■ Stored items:
:::

//! The tendency engine: one right-hand-side evaluation of the primitive,
//! shallow-water or barotropic equations.
//!
//! `Model::tendencies` restores grid-space fields from the spectral
//! prognostic state, runs the tier's tendency sequence in strict order, and
//! leaves spectral tendencies (truncated to l ≤ L) in the diagnostic state
//! for the time integrator to consume.

pub mod geopotential;
pub mod primitive;
pub mod shallow_water;

pub use geopotential::Geopotential;

use crate::grid::RingGrid;
use crate::model::{Model, ModelTier};
use crate::spectral::{SpectralCoeffs, SpectralTransform};
use crate::state::{DiagnosticVariables, DynamicsVariables, PrognosticVariables};

impl Model {
    /// Evaluate all tendencies for the current leapfrog slice `lf` at model
    /// time `time` (seconds).
    ///
    /// Tendency arrays are reset first; everything the previous evaluation
    /// left there is overwritten.
    pub fn tendencies(
        &mut self,
        progn: &PrognosticVariables,
        diagn: &mut DiagnosticVariables,
        lf: usize,
        time: f64,
    ) {
        assert_eq!(progn.trunc(), self.transform.trunc(), "state/model truncation mismatch");
        assert_eq!(progn.nlev(), diagn.nlev(), "prognostic/diagnostic nlev mismatch");
        assert_eq!(diagn.n_points(), self.grid.n_points(), "diagnostic/grid shape mismatch");

        diagn.reset_tendencies(!self.dry_core);

        match self.tier {
            ModelTier::Barotropic => shallow_water::barotropic_tendencies(self, progn, diagn, lf),
            ModelTier::ShallowWater => {
                shallow_water::shallow_water_tendencies(self, progn, diagn, lf, time)
            }
            ModelTier::PrimitiveEquation => {
                primitive::primitive_tendencies(self, progn, diagn, lf)
            }
        }

        // nothing above l = L leaves the core
        let wet = !self.dry_core;
        for layer in &mut diagn.layers {
            layer.tendencies.vor_tend.truncate();
            layer.tendencies.div_tend.truncate();
            layer.tendencies.temp_tend.truncate();
            if wet {
                layer.tendencies.humid_tend.truncate();
            }
        }
        diagn.surface.pres_tend.truncate();
    }
}

/// Accumulate −∇·((u,v)·A) into `out`.
///
/// Pre-scales A·cos⁻²φ on the grid, multiplies ring-wise by the
/// u·cosφ-scaled velocities, transforms both products and calls the
/// divergence with `add = true, flipsign = true`. `scalar_grid` is
/// read-only; the layer's `a`, `b`, `a_grid`, `b_grid` scratch is clobbered.
pub(crate) fn flux_divergence(
    transform: &mut SpectralTransform,
    grid: &RingGrid,
    dynamics: &mut DynamicsVariables,
    scalar_grid: &[f64],
    u_grid: &[f64],
    v_grid: &[f64],
    out: &mut SpectralCoeffs,
) {
    grid.check_shape(scalar_grid);
    grid.check_shape(u_grid);
    grid.check_shape(v_grid);

    for ring in grid.rings() {
        let r2 = ring.coslat_recip2;
        for ij in ring.range {
            let s = scalar_grid[ij] * r2;
            dynamics.a_grid[ij] = u_grid[ij] * s;
            dynamics.b_grid[ij] = v_grid[ij] * s;
        }
    }

    transform.forward(&dynamics.a_grid, &mut dynamics.a);
    transform.forward(&dynamics.b_grid, &mut dynamics.b);
    transform.divergence(&dynamics.a, &dynamics.b, out, true, true);
}
//! Bidirectional spherical-harmonic transform on Gaussian ring grids.
//!
//! The forward (grid → spectral) transform FFTs each latitude ring into zonal
//! Fourier coefficients, combines ring pairs mirrored across the equator into
//! even/odd-parity sums, and accumulates Gauss–Legendre quadrature against
//! the P̄ₗᵐ tables. The inverse mirrors it: per-order Legendre synthesis into
//! hemispheric Fourier coefficients, then an inverse FFT per ring.
//!
//! All FFT plans, Legendre tables, ε coefficients and scratch buffers are
//! allocated once at construction; transforms never allocate per call.
//!
//! Degrees run through the tail row l = L+1: the forward transform computes
//! it honestly (the quadrature is exact there at the mandated grid sizes) and
//! the banded recurrence operators consume it. Tendencies are truncated to
//! l ≤ L before they leave the core.

use num_complex::Complex64;
use rustfft::{Fft, FftPlanner};
use std::collections::HashMap;
use std::sync::Arc;

use super::coeffs::SpectralCoeffs;
use super::legendre::{Epsilon, LegendrePolynomials};
use crate::error::ModelError;
use crate::grid::RingGrid;

/// Precomputed spectral transform for one (grid, truncation) pair.
pub struct SpectralTransform {
    trunc: usize,
    nrows: usize,
    ncols: usize,
    radius: f64,
    nlat: usize,
    nlat_half: usize,
    n_points: usize,
    nlons: Vec<usize>,
    offsets: Vec<usize>,
    weights: Vec<f64>,
    /// Highest zonal wavenumber resolvable on each ring.
    m_max: Vec<usize>,
    eps: Epsilon,
    polys: LegendrePolynomials,
    plans_fwd: HashMap<usize, Arc<dyn Fft<f64>>>,
    plans_inv: HashMap<usize, Arc<dyn Fft<f64>>>,
    // scratch, reused across calls
    ring_buf: Vec<Complex64>,
    fft_scratch: Vec<Complex64>,
    fourier_n: Vec<Complex64>,
    fourier_s: Vec<Complex64>,
    col_a: Vec<Complex64>,
    col_b: Vec<Complex64>,
}
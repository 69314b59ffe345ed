//! Shallow-water interface relaxation toward a prescribed seasonal target.
//!
//! Nudges the two lowest zonal modes of the interface displacement toward a
//! target whose declination follows the seasonal cycle, with relaxation time
//! τ. Only the (l=1, m=0) and (l=2, m=0) coefficients of the interface
//! tendency are touched.

use crate::constants::{DAYS_PER_YEAR, SECONDS_PER_DAY};
use crate::spectral::SpectralCoeffs;
use num_complex::Complex64;

/// Seasonal interface relaxation configuration.
#[derive(Clone, Copy, Debug)]
pub struct InterfaceRelaxation {
    /// Whether the target declination follows the seasonal cycle.
    pub seasonal: bool,
    /// Time of the spring equinox (seconds of model time).
    pub equinox: f64,
    /// Latitude of the tropic of Cancer (radians).
    pub tropic_cancer: f64,
    /// Target amplitude (units of the interface displacement).
    pub amplitude: f64,
    /// Relaxation time scale τ (seconds).
    pub time_scale: f64,
}

impl Default for InterfaceRelaxation {
    fn default() -> Self {
        Self {
            seasonal: true,
            equinox: 79.0 * SECONDS_PER_DAY,
            tropic_cancer: 23.5f64.to_radians(),
            amplitude: 300.0,
            time_scale: 16.0 * SECONDS_PER_DAY,
        }
    }
}

impl InterfaceRelaxation {
    /// Target declination θ at model time `time` (seconds).
    ///
    /// The 45/23.5 factor converts the solar declination range into the
    /// Legendre-mode amplitudes the two targets are calibrated for.
    pub fn declination(&self, time: f64) -> f64 {
        if !self.seasonal {
            return 0.0;
        }
        let year_angle = 2.0 * std::f64::consts::PI * (time - self.equinox)
            / (DAYS_PER_YEAR * SECONDS_PER_DAY);
        (45.0 / 23.5) * self.tropic_cancer * year_angle.sin()
    }

    /// Add τ⁻¹·(η_target − η) into the interface tendency at the (1,0) and
    /// (2,0) modes.
    pub fn apply(&self, time: f64, pres: &SpectralCoeffs, pres_tend: &mut SpectralCoeffs) {
        let theta = self.declination(time);

        let eta2 = self.amplitude * 2.0 * theta.sin();
        let eta3 = self.amplitude * (0.2 - 1.5 * theta.cos());

        let tau_inv = 1.0 / self.time_scale;
        pres_tend.add(1, 0, Complex64::new(tau_inv * (eta2 - pres.get(1, 0).re), 0.0));
        pres_tend.add(2, 0, Complex64::new(tau_inv * (eta3 - pres.get(2, 0).re), 0.0));
    }
}
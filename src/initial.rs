//! Reference initial conditions.
//!
//! All generators fill both leapfrog slices so the first (Euler) time step
//! starts from a consistent state.

use crate::grid::RingGrid;
use crate::model::Model;
use crate::spectral::SpectralTransform;
use crate::state::PrognosticVariables;
use num_complex::Complex64;

/// Rossby–Haurwitz wave of zonal wavenumber `m` in the vorticity of layer 0.
///
/// From the streamfunction ψ = −a²ω̃ sinφ + a²K cosᵐφ sinφ cos(mλ), the
/// vorticity is
///
/// ```text
/// ζ = 2ω̃ sinφ − (m+1)(m+2)·K·cosᵐφ sinφ cos(mλ)
/// ```
///
/// which is band-limited to the two harmonics (1,0) and (m+1,m). The
/// conventional test uses m = 4, ω̃ = K = 7.848e−6 s⁻¹.
pub fn rossby_haurwitz(
    progn: &mut PrognosticVariables,
    grid: &RingGrid,
    transform: &mut SpectralTransform,
    m: usize,
    omega_amp: f64,
    k_amp: f64,
) {
    let mm = m as f64;
    let mut vor_grid = grid.zeros();
    grid.fill_from_fn(&mut vor_grid, |lon, lat| {
        let (sinlat, coslat) = lat.sin_cos();
        2.0 * omega_amp * sinlat
            - (mm + 1.0) * (mm + 2.0) * k_amp * coslat.powi(m as i32) * sinlat * (mm * lon).cos()
    });
    transform.forward(&vor_grid, &mut progn.layers[0].vor[0]);
    progn.copy_slice(0, 1);
}

/// Balanced solid-body zonal flow u = u₀cosφ with the geostrophic interface
/// displacement η = −(RΩu₀ + u₀²/2)·sin²φ/g, the shallow-water steady state.
pub fn zonal_flow(progn: &mut PrognosticVariables, model: &mut Model, u0: f64) {
    let radius = model.planet.radius;
    let rotation = model.planet.rotation;
    let gravity = model.planet.gravity;
    let grid = &model.grid;

    let mut vor_grid = grid.zeros();
    grid.fill_from_fn(&mut vor_grid, |_, lat| 2.0 * u0 * lat.sin() / radius);
    let mut eta_grid = grid.zeros();
    grid.fill_from_fn(&mut eta_grid, |_, lat| {
        let s = lat.sin();
        -(radius * rotation * u0 + 0.5 * u0 * u0) * s * s / gravity
    });

    model.transform.forward(&vor_grid, &mut progn.layers[0].vor[0]);
    model.transform.forward(&eta_grid, &mut progn.pres[0]);
    progn.layers[0].div[0].fill_zero();
    progn.copy_slice(0, 1);
}

/// Resting isothermal atmosphere: T ≡ t0 everywhere, p_s = p_ref, no wind.
pub fn resting_isothermal(progn: &mut PrognosticVariables, t0: f64) {
    for layer in &mut progn.layers {
        layer.vor[0].fill_zero();
        layer.div[0].fill_zero();
        layer.temp[0].fill_zero();
        layer.temp[0].set(0, 0, Complex64::new(t0, 0.0));
        layer.humid[0].fill_zero();
    }
    progn.pres[0].fill_zero();
    progn.copy_slice(0, 1);
}

/// Resting isothermal atmosphere plus a zonal jet u = u₀·cos^{3/2}η_v·sin²2φ
/// at every level, the wind field of the Jablonowski–Williamson setup.
pub fn zonal_jet(progn: &mut PrognosticVariables, model: &mut Model, u0: f64, t0: f64) {
    resting_isothermal(progn, t0);

    let grid = &model.grid;
    let sigma_full = model.sigma.sigma_full().to_vec();
    let eta0 = 0.252;

    let mut u_scaled = grid.zeros();
    let zero = grid.zeros();
    for (k, &sigma) in sigma_full.iter().enumerate() {
        let eta_v = (sigma - eta0) * std::f64::consts::FRAC_PI_2;
        let amp = u0 * eta_v.cos().powf(1.5);
        // u/cosφ on the grid, the scaling curl expects
        grid.fill_from_fn(&mut u_scaled, |_, lat| {
            let s2 = (2.0 * lat).sin();
            amp * s2 * s2 / lat.cos()
        });
        let transform = &mut model.transform;
        let mut u_spec = transform.zeros_spectral();
        let mut v_spec = transform.zeros_spectral();
        transform.forward(&u_scaled, &mut u_spec);
        transform.forward(&zero, &mut v_spec);
        transform.curl(&u_spec, &v_spec, &mut progn.layers[k].vor[0], false, false);
        progn.layers[k].vor[0].truncate();
    }
    progn.copy_slice(0, 1);
}
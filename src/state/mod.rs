//! Model state containers: prognostic spectral fields with leapfrog slices
//! and the diagnostic scratch the tendency engine works through.

pub mod diagnostic;
pub mod prognostic;

pub use diagnostic::{
    DiagnosticLayer, DiagnosticVariables, DynamicsVariables, GridVariables, LayerTendencies,
    SurfaceVariables,
};
pub use prognostic::{PrognosticLayer, PrognosticVariables, N_STEPS};
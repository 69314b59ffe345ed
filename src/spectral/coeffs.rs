//! Packed triangular storage for spherical-harmonic coefficients.
//!
//! A field of triangular truncation L stores complex coefficients aₗᵐ for
//! 0 ≤ m ≤ l ≤ L plus one extra "tail" degree l = L+1 per order, which the
//! banded ε-recurrences of the meridional operators reference without
//! branching. Storage is a dense (L+2) × (L+1) rectangle, column-major over
//! the order m, so each order's degrees are contiguous.
//!
//! Invariants:
//! - entries above the diagonal (m > l) are exactly zero and never read,
//! - the (l=0, m=0) entry is real (imaginary part stored as zero).

use num_complex::Complex64;

/// Spectral coefficients of one horizontal field, packed lower-triangular.
#[derive(Clone, Debug, PartialEq)]
pub struct SpectralCoeffs {
    trunc: usize,
    nrows: usize,
    ncols: usize,
    data: Vec<Complex64>,
}

impl SpectralCoeffs {
    /// Allocate zeroed coefficients for truncation `trunc`.
    pub fn zeros(trunc: usize) -> Self {
        let nrows = trunc + 2;
        let ncols = trunc + 1;
        Self {
            trunc,
            nrows,
            ncols,
            data: vec![Complex64::new(0.0, 0.0); nrows * ncols],
        }
    }

    /// Triangular truncation L.
    #[inline]
    pub fn trunc(&self) -> usize {
        self.trunc
    }

    /// Number of stored degrees per order, L+2 (including the tail row).
    #[inline]
    pub fn nrows(&self) -> usize {
        self.nrows
    }

    /// Number of stored orders, L+1.
    #[inline]
    pub fn ncols(&self) -> usize {
        self.ncols
    }

    #[inline]
    fn idx(&self, l: usize, m: usize) -> usize {
        debug_assert!(m <= l, "coefficient ({}, {}) above the diagonal", l, m);
        debug_assert!(l < self.nrows && m < self.ncols);
        m * self.nrows + l
    }

    /// Coefficient aₗᵐ.
    #[inline]
    pub fn get(&self, l: usize, m: usize) -> Complex64 {
        self.data[self.idx(l, m)]
    }

    /// Set coefficient aₗᵐ.
    #[inline]
    pub fn set(&mut self, l: usize, m: usize, value: Complex64) {
        let i = self.idx(l, m);
        self.data[i] = value;
    }

    /// Add into coefficient aₗᵐ.
    #[inline]
    pub fn add(&mut self, l: usize, m: usize, value: Complex64) {
        let i = self.idx(l, m);
        self.data[i] += value;
    }

    /// Degrees l = m … L+1 of order `m` as a contiguous slice, indexed by l.
    ///
    /// The returned slice spans all rows of the column; entries with l < m
    /// are the zero padding above the diagonal.
    #[inline]
    pub fn column(&self, m: usize) -> &[Complex64] {
        &self.data[m * self.nrows..(m + 1) * self.nrows]
    }

    /// Mutable access to the full column of order `m`, indexed by l.
    #[inline]
    pub fn column_mut(&mut self, m: usize) -> &mut [Complex64] {
        &mut self.data[m * self.nrows..(m + 1) * self.nrows]
    }

    /// Raw coefficient storage, column-major over m.
    ///
    /// The padding above the diagonal is zero; elementwise arithmetic across
    /// whole arrays keeps it zero.
    #[inline]
    pub fn data(&self) -> &[Complex64] {
        &self.data
    }

    /// Mutable raw coefficient storage.
    #[inline]
    pub fn data_mut(&mut self) -> &mut [Complex64] {
        &mut self.data
    }

    /// Reset all coefficients to zero.
    pub fn fill_zero(&mut self) {
        self.data.fill(Complex64::new(0.0, 0.0));
    }

    /// Multiply all coefficients by a real constant.
    pub fn scale(&mut self, c: f64) {
        for v in &mut self.data {
            *v *= c;
        }
    }

    /// self ← self + c·other.
    pub fn axpy(&mut self, c: f64, other: &Self) {
        self.check_same_shape(other);
        for (v, &o) in self.data.iter_mut().zip(other.data.iter()) {
            *v += o * c;
        }
    }

    /// Copy coefficients from another array of the same truncation.
    pub fn copy_from(&mut self, other: &Self) {
        self.check_same_shape(other);
        self.data.copy_from_slice(&other.data);
    }

    /// Zero the tail row l = L+1.
    ///
    /// Transforms and recurrence operators may leave content there; it must
    /// not reach the time integrator.
    pub fn truncate(&mut self) {
        let (nrows, trunc) = (self.nrows, self.trunc);
        for m in 0..self.ncols {
            self.data[m * nrows + trunc + 1] = Complex64::new(0.0, 0.0);
        }
    }

    /// Damp high-degree coefficients: modes with l > fraction·L are scaled by
    /// 1/(1 + strength·(l/L)^power). Used to smooth ingested boundary fields.
    pub fn smooth(&mut self, strength: f64, power: f64, fraction: f64) {
        let trunc = self.trunc as f64;
        let l_start = (fraction * trunc).ceil() as usize;
        for m in 0..self.ncols {
            let col = &mut self.data[m * self.nrows..(m + 1) * self.nrows];
            for (l, v) in col.iter_mut().enumerate().skip(l_start.max(m)) {
                let ratio = l as f64 / trunc;
                *v *= 1.0 / (1.0 + strength * ratio.powf(power));
            }
        }
    }

    /// Iterate over stored (l, m) pairs with m ≤ l ≤ L+1, column by column.
    pub fn iter_lm(&self) -> impl Iterator<Item = (usize, usize)> + '_ {
        let nrows = self.nrows;
        (0..self.ncols).flat_map(move |m| (m..nrows).map(move |l| (l, m)))
    }

    /// Maximum absolute value over stored coefficients (L∞ norm).
    pub fn linf_norm(&self) -> f64 {
        self.iter_lm()
            .map(|(l, m)| self.get(l, m).norm())
            .fold(0.0, f64::max)
    }

    /// Assert another array has the same truncation.
    #[inline]
    #[track_caller]
    pub fn check_same_shape(&self, other: &Self) {
        assert_eq!(
            self.trunc, other.trunc,
            "spectral truncations differ: T{} vs T{}",
            self.trunc, other.trunc
        );
    }
}

#[cfg(test)]
mod tests {
    use super::*;

    #[test]
    fn test_shape() {
        let c = SpectralCoeffs::zeros(21);
        assert_eq!(c.trunc(), 21);
        assert_eq!(c.nrows(), 23);
        assert_eq!(c.ncols(), 22);
        assert_eq!(c.column(0).len(), 23);
    }

    #[test]
    fn test_set_get_roundtrip() {
        let mut c = SpectralCoeffs::zeros(5);
        c.set(3, 2, Complex64::new(1.5, -0.5));
        assert_eq!(c.get(3, 2), Complex64::new(1.5, -0.5));
        assert_eq!(c.get(3, 3), Complex64::new(0.0, 0.0));
    }

    #[test]
    fn test_columns_are_contiguous() {
        let mut c = SpectralCoeffs::zeros(4);
        c.set(2, 1, Complex64::new(7.0, 0.0));
        assert_eq!(c.column(1)[2], Complex64::new(7.0, 0.0));
    }

    #[test]
    fn test_truncate_zeros_tail() {
        let mut c = SpectralCoeffs::zeros(4);
        for m in 0..=4 {
            c.set(5, m, Complex64::new(1.0, 1.0));
        }
        c.truncate();
        for m in 0..=4 {
            assert_eq!(c.get(5, m), Complex64::new(0.0, 0.0));
        }
    }

    #[test]
    fn test_axpy() {
        let mut a = SpectralCoeffs::zeros(3);
        let mut b = SpectralCoeffs::zeros(3);
        a.set(1, 0, Complex64::new(1.0, 0.0));
        b.set(1, 0, Complex64::new(2.0, 1.0));
        a.axpy(0.5, &b);
        assert_eq!(a.get(1, 0), Complex64::new(2.0, 0.5));
    }

    #[test]
    fn test_smooth_leaves_low_modes() {
        let mut c = SpectralCoeffs::zeros(10);
        for (l, m) in [(1, 0), (10, 0)] {
            c.set(l, m, Complex64::new(1.0, 0.0));
        }
        c.smooth(1.0, 2.0, 0.5);
        assert_eq!(c.get(1, 0), Complex64::new(1.0, 0.0));
        assert!(c.get(10, 0).re < 1.0);
    }

    #[test]
    #[should_panic(expected = "spectral truncations differ")]
    fn test_shape_mismatch_panics() {
        let mut a = SpectralCoeffs::zeros(3);
        let b = SpectralCoeffs::zeros(4);
        a.axpy(1.0, &b);
    }
}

:::

■ Brief:
From the entries, work out how many lines include the word "forward", answering with the number only.

■ Task answer:
9